REPORT

Home by the Bay: Year Two Progress Report

Homelessness and Supportive Housing

Home by the Bay: Year Two Progress

Thank you for taking the time to learn more about San Francisco’s progress in implementing Home by the Bay, An Equity-Driven Plan to Prevent and End Homelessness in San Francisco. Home by the Bay is a five-year plan. This Year Two report covers July 1, 2024 through June 30, 2025.Read the full year two progress report

Home by the Bay: An Equity-Driven Plan to Prevent and End Homelessness in San Francisco is the citywide strategic plan guiding the Department of Homelessness and Supportive Housing’s work from 2023 to 2028. 

Goal 1: Decreasing Homelessness: Reduce the number of people who are unsheltered by 50% and reduce the total number of people experiencing homelessness by 15%.

Our second year progress toward Goal 1:

Between the February 2022 and January 2024 Point-in-Time (PIT) Counts, the number of people who were unsheltered decreased by 1% and the total number of people experiencing homelessness increased by 7%. The next PIT Count will be held in January 2026, and will provide a more complete update on Year 2 and Year 3 trends.

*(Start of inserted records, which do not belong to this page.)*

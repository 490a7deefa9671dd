#![forbid(unsafe_code)]

pub mod cli;
pub mod error;
pub mod logging;
pub mod replay;

pub use cli::run_from_env;
pub use error::{CliError, Result};
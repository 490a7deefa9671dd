#![forbid(unsafe_code)]

fn main() {
    if let Err(error) = patternlock_cli::run_from_env() {
        eprintln!("{error}");
        std::process::exit(error.exit_code());
    }
}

Goal 2: Reducing Racial Inequities and Other Disparities: Demonstrate measurable reductions in racial inequities and other disparities in the experience of homelessness and the outcomes of City programs for preventing and ending homelessness.

Our second year progress toward Goal 2:

HSH completed a baseline equity analysis and developed an Equity Addendum to Home by the Bay. These efforts established new equity goals and subgoals, aligned with the other four strategic goals, and set up ongoing tracking of disparities in access, housing placements, returns to homelessness, and prevention outcomes for Black, Latine, American Indian and Alaska Native, and Native Hawaiian and Pacific Islander communities, as well as other intersecting identities.

Goal 3: Increasing Number of People Exiting Homelessness: Actively support at least 30,000 people to move from homelessness into permanent housing.

Our second year progress toward Goal 3:

Between July 2024 and June 2025, 4,989 people were supported to move from homelessness into permanent housing, bringing the total since July 2023 to 10,300 people, about 34% of the five-year goal of 30,000.

Goal 4: Supporting People to Succeed in Housing: Ensure that at least 85% of people who exit homelessness do not experience it again.

Our second year progress toward Goal 4:

93% of people who exited homelessness between July 2023 and June 2024 did not return to the homelessness response system within 12 months, exceeding the 85% target.

Goal 5: Preventing Homelessness: Provide prevention services to at least 18,000 people at risk of losing their housing and becoming homeless.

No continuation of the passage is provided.